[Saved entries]

_ _ _ _

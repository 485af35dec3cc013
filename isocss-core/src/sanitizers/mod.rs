//! Post-processing passes applied to compiled stylesheets.
//!
//! * `root_selectors`: parses the compiled CSS and removes `html`, `body` and
//!   `:root` segments that cannot match inside a scoping container.
//! * `source_map`: pattern-based removal of `sourceMappingURL` references.

pub mod root_selectors;
pub mod source_map;
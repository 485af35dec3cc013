//! Strict block-structure check run before compiling a stylesheet.
//!
//! Plain CSS parsers silently close any block left open at end of input. The
//! namespacing grammar does not: an unterminated rule, string or comment is a
//! compile error, reported at the offending position.

use crate::errors::{IsolateError, SourceLocation};

struct Cursor {
    line: u32,
    column: u32,
}

impl Cursor {
    fn location(&self) -> SourceLocation {
        SourceLocation { line: self.line, column: self.column }
    }

    fn advance(&mut self, c: char) {
        if c == '\n' {
            self.line += 1;
            self.column = 1;
        } else {
            self.column += 1;
        }
    }
}

fn compile_error(message: String, location: SourceLocation) -> IsolateError {
    IsolateError::Compile { message, location: Some(location) }
}

fn closing_for(open: char) -> char {
    match open {
        '{' => '}',
        '(' => ')',
        _ => ']',
    }
}

/// Verifies that brackets, strings and comments in `source` are balanced and closed.
pub fn check_delimiters(source: &str) -> Result<(), IsolateError> {
    let mut open: Vec<(char, SourceLocation)> = Vec::new();
    let mut cursor = Cursor { line: 1, column: 1 };
    let mut chars = source.chars().peekable();

    while let Some(c) = chars.next() {
        let here = cursor.location();
        cursor.advance(c);

        match c {
            '\\' => {
                if let Some(escaped) = chars.next() {
                    cursor.advance(escaped);
                }
            }
            '/' if chars.peek() == Some(&'*') => {
                chars.next();
                cursor.advance('*');
                let mut closed = false;
                let mut previous = '\0';
                for inner in chars.by_ref() {
                    cursor.advance(inner);
                    if previous == '*' && inner == '/' {
                        closed = true;
                        break;
                    }
                    previous = inner;
                }
                if !closed {
                    return Err(compile_error("Unterminated comment".to_string(), here));
                }
            }
            '"' | '\'' => {
                let mut closed = false;
                while let Some(inner) = chars.next() {
                    if inner == '\n' {
                        break;
                    }
                    cursor.advance(inner);
                    if inner == '\\' {
                        if let Some(escaped) = chars.next() {
                            cursor.advance(escaped);
                        }
                    } else if inner == c {
                        closed = true;
                        break;
                    }
                }
                if !closed {
                    return Err(compile_error("Unterminated string".to_string(), here));
                }
            }
            '{' | '(' | '[' => open.push((c, here)),
            '}' | ')' | ']' => match open.pop() {
                Some((opener, _)) if closing_for(opener) == c => {}
                Some((opener, at)) => {
                    return Err(compile_error(
                        format!("Unexpected '{}', expected '{}' to close '{}' opened at {}", c, closing_for(opener), opener, at),
                        here,
                    ));
                }
                None => {
                    return Err(compile_error(format!("Unexpected '{}'", c), here));
                }
            },
            _ => {}
        }
    }

    match open.pop() {
        Some((opener, at)) => Err(compile_error(
            format!("Missing closing '{}' for '{}'", closing_for(opener), opener),
            at,
        )),
        None => Ok(()),
    }
}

_ _ _ _

- Assignment:
If a line in the records holds the string "block", copy it.

- Exercise response:
//! Strict block-structure check run before compiling a stylesheet.
//! Plain CSS parsers silently close any block left open at end of input. The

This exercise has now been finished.